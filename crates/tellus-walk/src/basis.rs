//! Tangent-plane orientation for a walker whose "up" changes every frame.

use glam::{Quat, Vec3};
use tracing::trace;

/// Up used when the walker sits exactly on the body center.
pub const DEFAULT_UP: Vec3 = Vec3::Y;

/// Below this squared length `up × Y` is treated as degenerate and X is
/// used as the fallback axis instead.
const FALLBACK_EPSILON: f32 = 1e-6;

/// Below this distance from the center there is no meaningful up.
const MIN_UP_LENGTH: f32 = 1e-5;

/// Direction from `center` to `position`, or `fallback` when the two coincide.
#[must_use]
pub fn up_at(position: Vec3, center: Vec3, fallback: Vec3) -> Vec3 {
    let offset = position - center;
    let length = offset.length();
    if length < MIN_UP_LENGTH || !length.is_finite() {
        trace!("degenerate up at {position}; using fallback");
        return fallback;
    }
    offset / length
}

/// An orthonormal (forward, right, up) frame spanning the tangent plane.
///
/// `right` is `up × Y` (or `up × X` near the poles), so the frame is
/// continuous everywhere except across the fallback switch.
#[derive(Clone, Copy, Debug, PartialEq)]
pub struct TangentBasis {
    pub up: Vec3,
    pub forward: Vec3,
    pub right: Vec3,
}

impl TangentBasis {
    /// Builds the basis for a unit `up`. Callers never pass zero.
    #[must_use]
    pub fn from_up(up: Vec3) -> Self {
        let mut right = up.cross(Vec3::Y);
        if right.length_squared() < FALLBACK_EPSILON {
            right = up.cross(Vec3::X);
        }
        let right = right.normalize();
        let forward = right.cross(up).normalize();
        Self { up, forward, right }
    }

    /// `direction` with its up component removed, normalized. `None` when
    /// `direction` is (nearly) parallel to up.
    #[must_use]
    pub fn flatten(&self, direction: Vec3) -> Option<Vec3> {
        let flat = direction - self.up * direction.dot(self.up);
        if flat.length_squared() < FALLBACK_EPSILON || !flat.is_finite() {
            return None;
        }
        Some(flat.normalize())
    }

    /// Heading angle of a direction, measured from `forward` toward `right`
    /// in the tangent plane. Zero when `direction` is vertical.
    #[must_use]
    pub fn yaw_of(&self, direction: Vec3) -> f32 {
        match self.flatten(direction) {
            Some(flat) => flat.dot(self.right).atan2(flat.dot(self.forward)),
            None => 0.0,
        }
    }

    /// Elevation angle of a unit direction above the tangent plane.
    #[must_use]
    pub fn pitch_of(&self, direction: Vec3) -> f32 {
        direction.dot(self.up).clamp(-1.0, 1.0).asin()
    }
}

/// Where the walker looks and moves for a given yaw and pitch.
#[derive(Clone, Copy, Debug, PartialEq)]
pub struct ViewFrame {
    pub up: Vec3,
    /// Look direction including pitch.
    pub look: Vec3,
    /// Look direction flattened onto the tangent plane.
    pub move_forward: Vec3,
    /// Viewer's right in the tangent plane.
    pub move_right: Vec3,
}

impl ViewFrame {
    #[must_use]
    pub fn new(basis: &TangentBasis, yaw: f32, pitch: f32) -> Self {
        let up = basis.up;
        let heading = Quat::from_axis_angle(up, yaw) * basis.forward;
        let view_right = heading.cross(up).normalize();
        let look = (Quat::from_axis_angle(view_right, pitch) * heading).normalize();

        let flat = look - up * look.dot(up);
        let move_forward = if flat.length_squared() > FALLBACK_EPSILON {
            flat.normalize()
        } else {
            basis.forward
        };
        let move_right = move_forward.cross(up).normalize();

        Self {
            up,
            look,
            move_forward,
            move_right,
        }
    }
}

#[cfg(test)]
mod tests {
    use super::*;
    use rand::{Rng, SeedableRng};
    use rand_xoshiro::Xoshiro256StarStar;

    fn assert_orthonormal(basis: &TangentBasis) {
        let TangentBasis { up, forward, right } = *basis;
        for (name, v) in [("up", up), ("forward", forward), ("right", right)] {
            assert!((v.length() - 1.0).abs() < 1e-5, "{name} = {v} for up {up}");
        }
        assert!(forward.dot(right).abs() < 1e-5, "f·r for up {up}");
        assert!(forward.dot(up).abs() < 1e-5, "f·u for up {up}");
        assert!(right.dot(up).abs() < 1e-5, "r·u for up {up}");
    }

    #[test]
    fn test_basis_orthonormal_for_random_ups() {
        let mut rng = Xoshiro256StarStar::seed_from_u64(0xB0D1);
        let mut ups = Vec::with_capacity(1000);

        // Near both fallback axes, at shrinking offsets.
        for axis in [Vec3::Y, Vec3::NEG_Y, Vec3::X, Vec3::NEG_X] {
            for exp in 1..=50 {
                let scale = 10f32.powf(-(exp as f32) / 7.0);
                let jitter = Vec3::new(
                    rng.gen_range(-1.0..1.0),
                    rng.gen_range(-1.0..1.0),
                    rng.gen_range(-1.0..1.0),
                ) * scale;
                ups.push((axis + jitter).normalize());
            }
        }
        while ups.len() < 1000 {
            let v = Vec3::new(
                rng.gen_range(-1.0..1.0),
                rng.gen_range(-1.0..1.0),
                rng.gen_range(-1.0..1.0),
            );
            if v.length_squared() > 1e-4 {
                ups.push(v.normalize());
            }
        }

        for up in ups {
            assert_orthonormal(&TangentBasis::from_up(up));
        }
    }

    #[test]
    fn test_exact_poles_use_second_fallback() {
        for up in [Vec3::Y, Vec3::NEG_Y] {
            let basis = TangentBasis::from_up(up);
            assert_orthonormal(&basis);
            assert!(basis.right.dot(Vec3::X).abs() < 1e-6);
        }
    }

    #[test]
    fn test_up_at_degenerate_uses_fallback() {
        assert_eq!(up_at(Vec3::ONE, Vec3::ONE, Vec3::Z), Vec3::Z);
        assert_eq!(up_at(Vec3::new(0.0, 3.0, 0.0), Vec3::ZERO, Vec3::Z), Vec3::Y);
    }

    #[test]
    fn test_yaw_and_pitch_reconstruct_direction() {
        let basis = TangentBasis::from_up(Vec3::new(0.3, 0.8, -0.2).normalize());
        let direction = (basis.forward * 0.4 - basis.right * 0.7 + basis.up * 0.3).normalize();
        let frame = ViewFrame::new(&basis, basis.yaw_of(direction), basis.pitch_of(direction));
        assert!((frame.look - direction).length() < 1e-5, "{} vs {direction}", frame.look);
    }

    #[test]
    fn test_flatten_drops_vertical_component() {
        let basis = TangentBasis::from_up(Vec3::Z);
        let flat = basis.flatten(Vec3::new(0.0, 3.0, -4.0)).unwrap();
        assert!((flat - Vec3::Y).length() < 1e-6, "{flat}");
        assert!(basis.flatten(Vec3::NEG_Z * 2.0).is_none());
        assert_eq!(basis.yaw_of(Vec3::Z), 0.0);
    }

    #[test]
    fn test_positive_pitch_looks_up() {
        let basis = TangentBasis::from_up(Vec3::Z);
        let frame = ViewFrame::new(&basis, 0.3, 0.5);
        assert!(frame.look.dot(Vec3::Z) > 0.4);
        assert!(frame.move_forward.dot(Vec3::Z).abs() < 1e-6);
    }

    #[test]
    fn test_move_right_is_viewer_right() {
        let basis = TangentBasis::from_up(Vec3::Y);
        let frame = ViewFrame::new(&basis, 1.1, -0.4);
        // Right-handed: forward × up points to the viewer's right.
        assert!((frame.move_right - frame.move_forward.cross(Vec3::Y)).length() < 1e-6);
        assert!(frame.move_right.dot(frame.move_forward).abs() < 1e-6);
    }

    #[test]
    fn test_turning_left_is_positive_yaw() {
        let basis = TangentBasis::from_up(Vec3::Y);
        let ahead = ViewFrame::new(&basis, 0.0, 0.0);
        let turned = ViewFrame::new(&basis, 0.2, 0.0);
        // Positive yaw rotates counter-clockwise about up, away from the right.
        assert!(turned.move_forward.dot(ahead.move_right) < 0.0);
    }
}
####
Work out how many lines in this material contain the string "turned", and give that number alone.

2